Problem to work on: Nothing but a number is needed: the count of lines below that include "derive".

START Data provided

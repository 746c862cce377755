// SPDX-License-Identifier: AGPL-3.0-or-later
//
// Copyright (C) 2026 Relational Network

//! Axum extractor for authenticated requests.
//!
//! Use the `Authenticated` extractor in handlers behind the gate:
//!
//! ```rust,ignore
//! async fn my_handler(Authenticated(auth): Authenticated) -> impl IntoResponse {
//!     // auth.principal().id is the caller
//! }
//! ```

use std::sync::Arc;

use axum::{extract::FromRequestParts, http::request::Parts};

use super::{AuthError, AuthenticationResult};

/// Extractor for the authentication result attached by the middleware.
///
/// Rejects with [`AuthError::MissingCredentials`] on routes where
/// authentication did not run.
#[derive(Debug, Clone)]
pub struct Authenticated(pub Arc<AuthenticationResult>);

impl<S> FromRequestParts<S> for Authenticated
where
    S: Send + Sync,
{
    type Rejection = AuthError;

    async fn from_request_parts(parts: &mut Parts, _state: &S) -> Result<Self, Self::Rejection> {
        parts
            .extensions
            .get::<Arc<AuthenticationResult>>()
            .cloned()
            .map(Authenticated)
            .ok_or(AuthError::MissingCredentials)
    }
}
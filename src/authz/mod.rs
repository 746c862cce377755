// SPDX-License-Identifier: AGPL-3.0-or-later
//
// Copyright (C) 2026 Relational Network

//! # Authorization Module
//!
//! Every decision is delegated to the authorization service. A route's
//! `(path, method)` selects a resolver, the resolver yields the resource and
//! permission, and the service answers allow or deny. Unmapped routes follow
//! the gate's [`DefaultPolicy`](crate::gate::DefaultPolicy) without a remote
//! call.

pub mod check;
pub mod middleware;
pub mod resource;

pub use check::PermissionChecker;
pub use resource::{ResourceControl, ResourceMap, ResourcePath, Resolver};
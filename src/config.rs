// SPDX-License-Identifier: AGPL-3.0-or-later
//
// Copyright (C) 2026 Relational Network

//! # Runtime Configuration
//!
//! Environment variables read by the `authgate` server binary at startup.
//! The library itself never reads the environment; everything it needs is
//! passed in [`GateConfig`](crate::gate::GateConfig).
//!
//! ## Environment Variables
//!
//! | Variable | Description | Default |
//! |----------|-------------|---------|
//! | `AUTHGATE_ENDPOINT` | Authorization service base URL | Required |
//! | `AUTHGATE_DEFAULT_POLICY` | Unmapped routes: `deny` or `allow` | `deny` |
//! | `AUTHGATE_API_PREFIX` | Versioned API prefix of the service | `/v1beta1` |
//! | `HOST` | Server bind address | `0.0.0.0` |
//! | `PORT` | Server bind port | `8080` |
//! | `LOG_FORMAT` | Logging format (`json` or `pretty`) | `pretty` |
//! | `RUST_LOG` | Log level filter | `info,tower_http=debug` |

use std::net::SocketAddr;

use crate::client::DEFAULT_API_PREFIX;
use crate::error::ConfigError;
use crate::gate::DefaultPolicy;

pub const ENDPOINT_ENV: &str = "AUTHGATE_ENDPOINT";
pub const DEFAULT_POLICY_ENV: &str = "AUTHGATE_DEFAULT_POLICY";
pub const API_PREFIX_ENV: &str = "AUTHGATE_API_PREFIX";
pub const HOST_ENV: &str = "HOST";
pub const PORT_ENV: &str = "PORT";
pub const LOG_FORMAT_ENV: &str = "LOG_FORMAT";

pub const DEFAULT_HOST: &str = "0.0.0.0";
pub const DEFAULT_PORT: u16 = 8080;

/// Default `RUST_LOG` filter.
pub const DEFAULT_LOG_FILTER: &str = "info,tower_http=debug";

/// Log output format.
#[derive(Debug, Clone, Copy, Default, PartialEq, Eq)]
pub enum LogFormat {
    Json,
    #[default]
    Pretty,
}

/// Server binary settings.
#[derive(Debug, Clone, PartialEq, Eq)]
pub struct ServerConfig {
    pub endpoint: String,
    pub policy: DefaultPolicy,
    pub api_prefix: String,
    pub addr: SocketAddr,
    pub log_format: LogFormat,
}

impl ServerConfig {
    /// Read settings from the process environment.
    pub fn from_env() -> Result<Self, ConfigError> {
        Self::from_lookup(|name| std::env::var(name).ok())
    }

    /// Read settings through `lookup`; empty values count as unset.
    pub fn from_lookup(lookup: impl Fn(&str) -> Option<String>) -> Result<Self, ConfigError> {
        let var = |name: &str| lookup(name).map(|v| v.trim().to_string()).filter(|v| !v.is_empty());

        let endpoint = var(ENDPOINT_ENV).ok_or(ConfigError::MissingHost)?;

        let policy = match var(DEFAULT_POLICY_ENV) {
            Some(value) => value.parse::<DefaultPolicy>().map_err(|reason| ConfigError::InvalidEnv {
                name: DEFAULT_POLICY_ENV,
                reason,
            })?,
            None => DefaultPolicy::Deny,
        };

        let host = var(HOST_ENV).unwrap_or_else(|| DEFAULT_HOST.to_string());
        let port = match var(PORT_ENV) {
            Some(value) => value.parse::<u16>().map_err(|e| ConfigError::InvalidEnv {
                name: PORT_ENV,
                reason: e.to_string(),
            })?,
            None => DEFAULT_PORT,
        };
        let addr = format!("{host}:{port}")
            .parse()
            .map_err(|e: std::net::AddrParseError| ConfigError::InvalidEnv {
                name: HOST_ENV,
                reason: e.to_string(),
            })?;

        let log_format = match var(LOG_FORMAT_ENV).as_deref() {
            Some("json") => LogFormat::Json,
            _ => LogFormat::Pretty,
        };

        Ok(Self {
            endpoint,
            policy,
            api_prefix: var(API_PREFIX_ENV).unwrap_or_else(|| DEFAULT_API_PREFIX.to_string()),
            addr,
            log_format,
        })
    }
}
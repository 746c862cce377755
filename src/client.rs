// SPDX-License-Identifier: AGPL-3.0-or-later
//
// Copyright (C) 2026 Relational Network

//! Authorization service REST surface.
//!
//! | Call | Path |
//! |------|------|
//! | Current profile (session exchange) | `GET {prefix}/users/self` |
//! | Permission check | `POST {prefix}/check` |
//! | Principal public key | `GET {prefix}/serviceusers/{id}/keys/{kid}` |
//! | Platform key set | `GET /.well-known/jwks.json` |

use std::time::Duration;

use axum::http::{header, HeaderMap};
use url::Url;

use crate::error::ConfigError;

/// Platform key set location, always relative to the service root.
pub const JWKS_PATH: &str = "/.well-known/jwks.json";

/// Default versioned API prefix.
pub const DEFAULT_API_PREFIX: &str = "/v1beta1";

const CURRENT_PROFILE_PATH: &str = "users/self";
const CHECK_PATH: &str = "check";

/// Default outbound request timeout.
const DEFAULT_REQUEST_TIMEOUT: Duration = Duration::from_secs(10);

/// Connection establishment never blocks longer than this.
const DEFAULT_CONNECT_TIMEOUT: Duration = Duration::from_secs(3);

/// Headers describing the inbound connection or body; the outbound client
/// sets its own.
const INBOUND_ONLY_HEADERS: [header::HeaderName; 6] = [
    header::HOST,
    header::CONTENT_LENGTH,
    header::CONTENT_TYPE,
    header::TRANSFER_ENCODING,
    header::CONNECTION,
    header::ACCEPT_ENCODING,
];

/// Base URL and API prefix of the authorization service.
#[derive(Debug, Clone)]
pub struct ServiceEndpoint {
    base: Url,
    api_prefix: Vec<String>,
}

impl ServiceEndpoint {
    /// Parse the service base URL.
    ///
    /// Fails with [`ConfigError::MissingHost`] for empty, unparsable or
    /// host-less endpoints.
    pub fn parse(endpoint: &str, api_prefix: &str) -> Result<Self, ConfigError> {
        let endpoint = endpoint.trim();
        if endpoint.is_empty() {
            return Err(ConfigError::MissingHost);
        }
        let base = Url::parse(endpoint).map_err(|_| ConfigError::MissingHost)?;
        match base.host_str() {
            Some(host) if !host.is_empty() => {}
            _ => return Err(ConfigError::MissingHost),
        }
        if base.cannot_be_a_base() {
            return Err(ConfigError::MissingHost);
        }

        let api_prefix = api_prefix
            .split('/')
            .filter(|s| !s.is_empty())
            .map(str::to_string)
            .collect();

        Ok(Self { base, api_prefix })
    }

    /// The configured base URL.
    pub fn base(&self) -> &Url {
        &self.base
    }

    /// Platform key set URL.
    pub fn jwks_url(&self) -> Url {
        self.at_root(JWKS_PATH.trim_start_matches('/').split('/'))
    }

    /// Session exchange URL.
    pub fn profile_url(&self) -> Url {
        self.api(CURRENT_PROFILE_PATH.split('/'))
    }

    /// Permission check URL.
    pub fn check_url(&self) -> Url {
        self.api([CHECK_PATH])
    }

    /// Principal key URL.
    ///
    /// Both identifiers come from an unverified token, so each is pushed as a
    /// single percent-encoded segment; dot segments are refused.
    pub fn principal_key_url(&self, principal_id: &str, key_id: &str) -> Option<Url> {
        for id in [principal_id, key_id] {
            if id.is_empty() || id == "." || id == ".." {
                return None;
            }
        }
        Some(self.api(["serviceusers", principal_id, "keys", key_id]))
    }

    fn api<S: AsRef<str>>(&self, segments: impl IntoIterator<Item = S>) -> Url {
        let mut url = self.at_root(&self.api_prefix);
        if let Ok(mut path) = url.path_segments_mut() {
            path.pop_if_empty().extend(segments);
        }
        url
    }

    fn at_root<S: AsRef<str>>(&self, segments: impl IntoIterator<Item = S>) -> Url {
        let mut url = self.base.clone();
        url.set_query(None);
        url.set_fragment(None);
        if let Ok(mut path) = url.path_segments_mut() {
            path.pop_if_empty().extend(segments);
        }
        url
    }
}

/// Copy the inbound headers for an outbound call, minus connection and body
/// headers.
pub fn forwarded_headers(headers: &HeaderMap) -> HeaderMap {
    let mut forwarded = headers.clone();
    for name in INBOUND_ONLY_HEADERS {
        forwarded.remove(name);
    }
    forwarded
}

/// Short description of an outbound failure, without the request URL.
pub fn describe(err: reqwest::Error) -> String {
    err.without_url().to_string()
}

/// Build the default outbound client.
pub fn default_http_client() -> Result<reqwest::Client, ConfigError> {
    reqwest::Client::builder()
        .timeout(DEFAULT_REQUEST_TIMEOUT)
        .connect_timeout(DEFAULT_CONNECT_TIMEOUT)
        .build()
        .map_err(|e| ConfigError::HttpClient(e.to_string()))
}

END Data provided

Response: 4